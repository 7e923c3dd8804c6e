use std::path::Path;

use serde::Deserialize;

use crate::error::{CampaignError, CampaignResult};

/// Root application configuration. Loaded from environment variables
/// with the prefix `CAMPAIGN_KPI__` and an optional TOML config file.
#[derive(Debug, Clone, Default, Deserialize)]
pub struct AppConfig {
    #[serde(default)]
    pub format: FormatConfig,
    #[serde(default)]
    pub timing: TimingConfig,
    #[serde(default)]
    pub reporting: ReportingConfig,
    #[serde(default)]
    pub forecast: ForecastConfig,
}

#[derive(Debug, Clone, Deserialize)]
pub struct FormatConfig {
    /// ISO 4217 code used by currency formatting.
    #[serde(default = "default_currency")]
    pub currency: String,
    /// Fixed percentage precision. `None` keeps the adaptive precision.
    #[serde(default)]
    pub percentage_decimals: Option<usize>,
}

#[derive(Debug, Clone, Deserialize)]
pub struct TimingConfig {
    #[serde(default = "default_debounce_ms")]
    pub debounce_ms: u64,
    #[serde(default = "default_throttle_ms")]
    pub throttle_ms: u64,
}

#[derive(Debug, Clone, Deserialize)]
pub struct ReportingConfig {
    #[serde(default = "default_page_size")]
    pub page_size: usize,
    #[serde(default = "default_group_by")]
    pub default_group_by: String,
}

#[derive(Debug, Clone, Deserialize)]
pub struct ForecastConfig {
    #[serde(default = "default_confidence")]
    pub confidence: f64,
    /// Relative half-width of forecast ranges (0.15 = ±15%).
    #[serde(default = "default_range_spread")]
    pub range_spread: f64,
}

// Default functions
fn default_currency() -> String {
    "USD".to_string()
}
fn default_debounce_ms() -> u64 {
    300
}
fn default_throttle_ms() -> u64 {
    100
}
fn default_page_size() -> usize {
    25
}
fn default_group_by() -> String {
    "channel".to_string()
}
fn default_confidence() -> f64 {
    0.85
}
fn default_range_spread() -> f64 {
    0.15
}

impl Default for FormatConfig {
    fn default() -> Self {
        Self {
            currency: default_currency(),
            percentage_decimals: None,
        }
    }
}

impl Default for TimingConfig {
    fn default() -> Self {
        Self {
            debounce_ms: default_debounce_ms(),
            throttle_ms: default_throttle_ms(),
        }
    }
}

impl Default for ReportingConfig {
    fn default() -> Self {
        Self {
            page_size: default_page_size(),
            default_group_by: default_group_by(),
        }
    }
}

impl Default for ForecastConfig {
    fn default() -> Self {
        Self {
            confidence: default_confidence(),
            range_spread: default_range_spread(),
        }
    }
}

impl AppConfig {
    /// Load configuration from environment variables.
    pub fn load() -> CampaignResult<Self> {
        Self::build(None)
    }

    /// Load configuration from a TOML file, with environment variables
    /// layered on top.
    pub fn load_from(path: &Path) -> CampaignResult<Self> {
        Self::build(Some(path))
    }

    fn build(path: Option<&Path>) -> CampaignResult<Self> {
        let mut builder = config::Config::builder();
        if let Some(path) = path {
            builder = builder.add_source(config::File::from(path).required(true));
        }
        let builder = builder.add_source(
            config::Environment::with_prefix("CAMPAIGN_KPI")
                .separator("__")
                .try_parsing(true),
        );

        let config: AppConfig = builder.build()?.try_deserialize()?;
        config.validate()?;
        Ok(config)
    }

    pub fn validate(&self) -> CampaignResult<()> {
        if self.reporting.page_size == 0 {
            return Err(CampaignError::Config(
                "reporting.page_size must be at least 1".to_string(),
            ));
        }
        if !(0.0..=1.0).contains(&self.forecast.confidence) {
            return Err(CampaignError::Config(format!(
                "forecast.confidence must be within [0, 1], got {}",
                self.forecast.confidence
            )));
        }
        if !(0.0..1.0).contains(&self.forecast.range_spread) {
            return Err(CampaignError::Config(format!(
                "forecast.range_spread must be within [0, 1), got {}",
                self.forecast.range_spread
            )));
        }
        Ok(())
    }
}

#[cfg(test)]
mod tests {
    use super::*;

    #[test]
    fn test_defaults_are_valid() {
        let config = AppConfig::default();
        assert_eq!(config.format.currency, "USD");
        assert_eq!(config.timing.debounce_ms, 300);
        assert_eq!(config.reporting.page_size, 25);
        assert!(config.validate().is_ok());
    }

    #[test]
    fn test_zero_page_size_rejected() {
        let mut config = AppConfig::default();
        config.reporting.page_size = 0;
        assert!(matches!(config.validate(), Err(CampaignError::Config(_))));
    }

    #[test]
    fn test_confidence_out_of_range_rejected() {
        let mut config = AppConfig::default();
        config.forecast.confidence = 1.5;
        assert!(config.validate().is_err());
    }

    #[test]
    fn test_load_from_toml_file() {
        let path = std::env::temp_dir().join(format!("campaign-kpi-{}.toml", uuid::Uuid::new_v4()));
        std::fs::write(
            &path,
            "[timing]\ndebounce_ms = 50\n\n[format]\ncurrency = \"EUR\"\n",
        )
        .unwrap();

        let config = AppConfig::load_from(&path).unwrap();
        std::fs::remove_file(&path).ok();

        assert_eq!(config.timing.debounce_ms, 50);
        assert_eq!(config.timing.throttle_ms, 100);
        assert_eq!(config.format.currency, "EUR");
    }
}
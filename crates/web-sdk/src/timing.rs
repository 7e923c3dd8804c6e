//! Debounce and throttle wrappers for UI-driven callbacks (search boxes,
//! scroll handlers, filter changes).

use std::sync::Arc;
use std::time::Duration;

use campaign_core::config::TimingConfig;
use campaign_core::CampaignResult;
use parking_lot::Mutex;
use tokio::runtime::Handle;
use tokio::task::JoinHandle;
use tokio::time::Instant;
use tracing::debug;

type Callback<A> = Arc<dyn Fn(A) + Send + Sync>;

struct DebounceState<A> {
    callback: Callback<A>,
    wait: Duration,
    pending: Mutex<Option<JoinHandle<()>>>,
}

/// Runs the callback once `wait` has elapsed with no further calls, using
/// the arguments of the most recent call.
pub struct Debouncer<A> {
    state: Arc<DebounceState<A>>,
    runtime: Handle,
}

impl<A: Send + 'static> Debouncer<A> {
    /// Must be created inside a Tokio runtime; the timer tasks run on it.
    pub fn new<F>(wait: Duration, callback: F) -> CampaignResult<Self>
    where
        F: Fn(A) + Send + Sync + 'static,
    {
        let runtime = Handle::try_current()
            .map_err(|e| anyhow::anyhow!("debouncer needs a tokio runtime: {e}"))?;
        Ok(Self {
            state: Arc::new(DebounceState {
                callback: Arc::new(callback),
                wait,
                pending: Mutex::new(None),
            }),
            runtime,
        })
    }

    /// Debouncer using `timing.debounce_ms`.
    pub fn from_config<F>(config: &TimingConfig, callback: F) -> CampaignResult<Self>
    where
        F: Fn(A) + Send + Sync + 'static,
    {
        Self::new(Duration::from_millis(config.debounce_ms), callback)
    }

    /// Restart the timer with `args`; any pending invocation is dropped.
    pub fn call(&self, args: A) {
        let mut pending = self.state.pending.lock();
        if let Some(previous) = pending.take() {
            previous.abort();
        }

        let callback = Arc::clone(&self.state.callback);
        let wait = self.state.wait;
        *pending = Some(self.runtime.spawn(async move {
            tokio::time::sleep(wait).await;
            debug!(wait_ms = wait.as_millis() as u64, "Debounced call fired");
            metrics::counter!("web_sdk.debounce_fired").increment(1);
            callback(args);
        }));
    }

    pub fn cancel(&self) {
        if let Some(previous) = self.state.pending.lock().take() {
            previous.abort();
        }
    }

    pub fn is_pending(&self) -> bool {
        self.state
            .pending
            .lock()
            .as_ref()
            .is_some_and(|handle| !handle.is_finished())
    }
}

impl<A> Drop for Debouncer<A> {
    fn drop(&mut self) {
        if let Some(previous) = self.state.pending.lock().take() {
            previous.abort();
        }
    }
}

/// Leading-edge throttle: runs the callback immediately, then ignores
/// calls until `limit` has elapsed since the last run.
pub struct Throttler<A> {
    callback: Callback<A>,
    limit: Duration,
    last_run: Mutex<Option<Instant>>,
}

impl<A> Throttler<A> {
    pub fn new<F>(limit: Duration, callback: F) -> Self
    where
        F: Fn(A) + Send + Sync + 'static,
    {
        Self {
            callback: Arc::new(callback),
            limit,
            last_run: Mutex::new(None),
        }
    }

    pub fn from_config<F>(config: &TimingConfig, callback: F) -> Self
    where
        F: Fn(A) + Send + Sync + 'static,
    {
        Self::new(Duration::from_millis(config.throttle_ms), callback)
    }

    /// Returns `true` when the callback ran.
    pub fn call(&self, args: A) -> bool {
        let now = Instant::now();
        {
            let mut last_run = self.last_run.lock();
            if let Some(last) = *last_run {
                if now.duration_since(last) < self.limit {
                    debug!("Throttled call dropped");
                    metrics::counter!("web_sdk.throttle_dropped").increment(1);
                    return false;
                }
            }
            *last_run = Some(now);
        }
        (self.callback)(args);
        true
    }

    pub fn reset(&self) {
        *self.last_run.lock() = None;
    }
}

#[cfg(test)]
mod tests {
    use super::*;
    use campaign_core::CampaignError;

    fn recorder() -> (Arc<Mutex<Vec<u32>>>, impl Fn(u32) + Send + Sync + 'static) {
        let calls = Arc::new(Mutex::new(Vec::new()));
        let sink = Arc::clone(&calls);
        (calls, move |v| sink.lock().push(v))
    }

    #[tokio::test(start_paused = true)]
    async fn test_debounce_collapses_burst() {
        let (calls, callback) = recorder();
        let debouncer = Debouncer::new(Duration::from_millis(100), callback).unwrap();

        debouncer.call(1);
        tokio::time::sleep(Duration::from_millis(20)).await;
        debouncer.call(2);
        tokio::time::sleep(Duration::from_millis(20)).await;
        debouncer.call(3);
        assert!(debouncer.is_pending());
        assert!(calls.lock().is_empty());

        tokio::time::sleep(Duration::from_millis(150)).await;
        assert_eq!(*calls.lock(), vec![3]);
        assert!(!debouncer.is_pending());
    }

    #[tokio::test(start_paused = true)]
    async fn test_debounce_separate_bursts_fire_separately() {
        let (calls, callback) = recorder();
        let debouncer = Debouncer::new(Duration::from_millis(100), callback).unwrap();

        debouncer.call(1);
        tokio::time::sleep(Duration::from_millis(150)).await;
        debouncer.call(2);
        tokio::time::sleep(Duration::from_millis(150)).await;
        assert_eq!(*calls.lock(), vec![1, 2]);
    }

    #[tokio::test(start_paused = true)]
    async fn test_debounce_cancel() {
        let (calls, callback) = recorder();
        let debouncer = Debouncer::new(Duration::from_millis(100), callback).unwrap();

        debouncer.call(1);
        debouncer.cancel();
        tokio::time::sleep(Duration::from_millis(200)).await;
        assert!(calls.lock().is_empty());
        assert!(!debouncer.is_pending());
    }

    #[test]
    fn test_debouncer_requires_runtime() {
        let err = Debouncer::new(Duration::from_millis(10), |_: u32| {}).err();
        assert!(matches!(err, Some(CampaignError::Internal(_))));
    }

    #[tokio::test(start_paused = true)]
    async fn test_throttle_drops_calls_inside_window() {
        let (calls, callback) = recorder();
        let throttler = Throttler::new(Duration::from_millis(100), callback);

        assert!(throttler.call(1));
        assert!(!throttler.call(2));
        assert!(!throttler.call(3));
        assert_eq!(*calls.lock(), vec![1]);

        tokio::time::sleep(Duration::from_millis(150)).await;
        assert!(throttler.call(4));
        assert_eq!(*calls.lock(), vec![1, 4]);

        // The window restarts at the call that ran.
        tokio::time::sleep(Duration::from_millis(10)).await;
        assert!(!throttler.call(5));
        assert_eq!(*calls.lock(), vec![1, 4]);

        tokio::time::sleep(Duration::from_millis(100)).await;
        assert!(throttler.call(6));
        assert_eq!(*calls.lock(), vec![1, 4, 6]);
    }

    #[tokio::test(start_paused = true)]
    async fn test_from_config_uses_configured_waits() {
        let config = TimingConfig {
            debounce_ms: 50,
            throttle_ms: 500,
        };
        let (calls, callback) = recorder();
        let debouncer = Debouncer::from_config(&config, callback).unwrap();
        debouncer.call(7);
        tokio::time::sleep(Duration::from_millis(60)).await;
        assert_eq!(*calls.lock(), vec![7]);

        let (calls, callback) = recorder();
        let throttler = Throttler::from_config(&config, callback);
        assert!(throttler.call(1));
        tokio::time::sleep(Duration::from_millis(200)).await;
        assert!(!throttler.call(2));
        assert_eq!(*calls.lock(), vec![1]);
    }

    #[tokio::test(start_paused = true)]
    async fn test_throttle_reset() {
        let (calls, callback) = recorder();
        let throttler = Throttler::new(Duration::from_millis(100), callback);

        assert!(throttler.call(1));
        throttler.reset();
        assert!(throttler.call(2));
        assert_eq!(*calls.lock(), vec![1, 2]);
    }
}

WHAT TO PRODUCE - Check each line in the records above for the word "metrics". Return those that have it.

TASK RESULT -
            metrics::counter!("web_sdk.debounce_fired").increment(1);
                    metrics::counter!("web_sdk.throttle_dropped").increment(1);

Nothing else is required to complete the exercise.